Dr. Potts had a plantation which he called "Harrop," and which he may have so named in honor of his ancestral home. Harrop in Cheshire, England was the place of residence of some of the Potts at that period. This plantation, patented in 1631, may be related to the Harrop Parish of the Church of England established in James City County in 1644, which years later became part of Bruton Parish.
On July 12, 1632, Dr. Potts obtained a patent for 1,200 acres (4.9 km2) at the head of Archer's Hope Creek. Part of this land was to become a fortified palisade across the peninsula. In February, 1633, it was enacted by the General Assembly that a fortieth part of the men in "the compasse of the forest" east of Archer's Hope and Queen's Creek to Chesapeake Bay (essentially all of the lower peninsula) should be present "before the first day of March next" at Dr. John Potts' plantation, "newlie built," to erect houses and secure the land in that quarter.
With this labor, palisades, six miles (10 km) in length, were run from creek to creek, and, on the ridge between, a settlement to be called Middle Plantation was made. The doctor would have certainly recognized the sanitary advantages of the country around Middle Plantation. As the ridge between the creeks was remarkably well drained, there were few mosquitoes. The deep ravines penetrating from the north and south made the place of much strategic value. Also, the only practical road down the Peninsula was over this ridge, and this road was easily defended. At Middle Plantation, some years later, this road was later to be called Duke of Gloucester Street. The town of Middle Plantation was renamed Williamsburg in 1699.
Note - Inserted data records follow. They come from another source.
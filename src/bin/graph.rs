use clap::Parser;
use impactgraph::db::{migrate, Db, SqliteStore};
use impactgraph::{AssetGate, AssetRef, Config, GraphBuilder, ImpactError, KindRegistry};
use anyhow::Result;

#[derive(Parser, Debug)]
#[command(name = "graph")]
#[command(about = "Print the impact graph of an asset as JSON")]
struct Args {
    /// Asset kind, e.g. Computer
    #[arg(short, long)]
    kind: String,

    /// Asset id
    #[arg(short, long)]
    id: i64,

    /// Pretty-print the payload
    #[arg(short, long)]
    pretty: bool,
}

#[tokio::main]
async fn main() -> Result<()> {
    env_logger::Builder::from_env(
        env_logger::Env::default()
            .filter_or("RUST_LOG", "warn")
    ).init();

    let args = Args::parse();
    let config = Config::load()?;

    let db = Db::new(config.db_path());
    let migrations_dir = config.migrations_dir().to_path_buf();
    db.with_connection(move |conn| migrate::run_migrations(conn, &migrations_dir))
        .await?;

    let start = AssetRef::new(args.kind, args.id);
    let allowed = config.assets.allowed_kinds.clone();
    let payload = db
        .with_connection(move |conn| {
            let registry = KindRegistry::builtin();
            let store = SqliteStore::new(conn);
            let gate = AssetGate::new(&registry, &allowed, &store);
            let entity = gate
                .resolve(&start)
                .ok_or_else(|| ImpactError::NotFound(format!("Unknown asset {}", start)))?;
            let graph = GraphBuilder::new(&store, &gate)
                .with_work_items(&store)
                .build(&entity)?;
            Ok(graph.to_payload())
        })
        .await?;

    log::info!("{} nodes, {} edges", payload.nodes.len(), payload.edges.len());

    let output = if args.pretty {
        serde_json::to_string_pretty(&payload)?
    } else {
        serde_json::to_string(&payload)?
    };
    println!("{}", output);

    Ok(())
}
Dr. Potts is believed to have had no children, and apparently died prior to 1645.
- Kelly, Howard A.; Burrage, Walter L., eds. (1920). . . Baltimore: The Norman, Remington Company.
- Charles E. Horton, Jr. and Charles E. Horton, M.D., "John Pott: America's First Physician-Governor and Revolutionary" Vol. 59, No. 7, p. 679, September 1983
- William Waller Hening, "The Statutes at Large; Being a Collection of all the Laws of Virginia" Vol. 1, p. 145, R.&W.&G. Bartow, New-York, 1823.
- Charles E. Horton, Jr. and Charles E. Horton, M.D., "John Pott: America's First Physician-Governor and Revolutionary" Vol. 59, No. 7, p. 682, September 1983
| Colonial Governor of Virginia
John Harvey (Virginia)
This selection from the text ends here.